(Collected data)
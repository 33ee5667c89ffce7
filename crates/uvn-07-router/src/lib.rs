//! # RouterDriver
//!
//! Generates an OSPF routing-daemon configuration from a cell's backbone
//! tunnels and locally routed LANs, starts/stops the daemon as a
//! supervised out-of-process service, and exposes its read-only
//! neighbor/route/interface/border/LSA/summary queries (§4.7). Runs only
//! on cell agents, never on the registry.

pub mod config;
pub mod driver;
pub mod errors;

pub use config::{RouterConfig, RouterInterface};
pub use driver::{RouterDriver, RouterHandle, RouterQuery};
pub use errors::RouterError;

◆ Aim of the task ◆
Without altering a single word, transcribe the entries above.

◆ Result for this exercise ◆
repository 33ee5667c89ffce7
filename crates/uvn-07-router/src/lib.rs
//! # RouterDriver
//!
//! Generates an OSPF routing-daemon configuration from a cell's backbone
//! tunnels and locally routed LANs, starts/stops the daemon as a
//! supervised out-of-process service, and exposes its read-only
//! neighbor/route/interface/border/LSA/summary queries (§4.7). Runs only
//! on cell agents, never on the registry.

pub mod config;
pub mod driver;
pub mod errors;

pub use config::{RouterConfig, RouterInterface};
pub use driver::{RouterDriver, RouterHandle, RouterQuery};
pub use errors::RouterError;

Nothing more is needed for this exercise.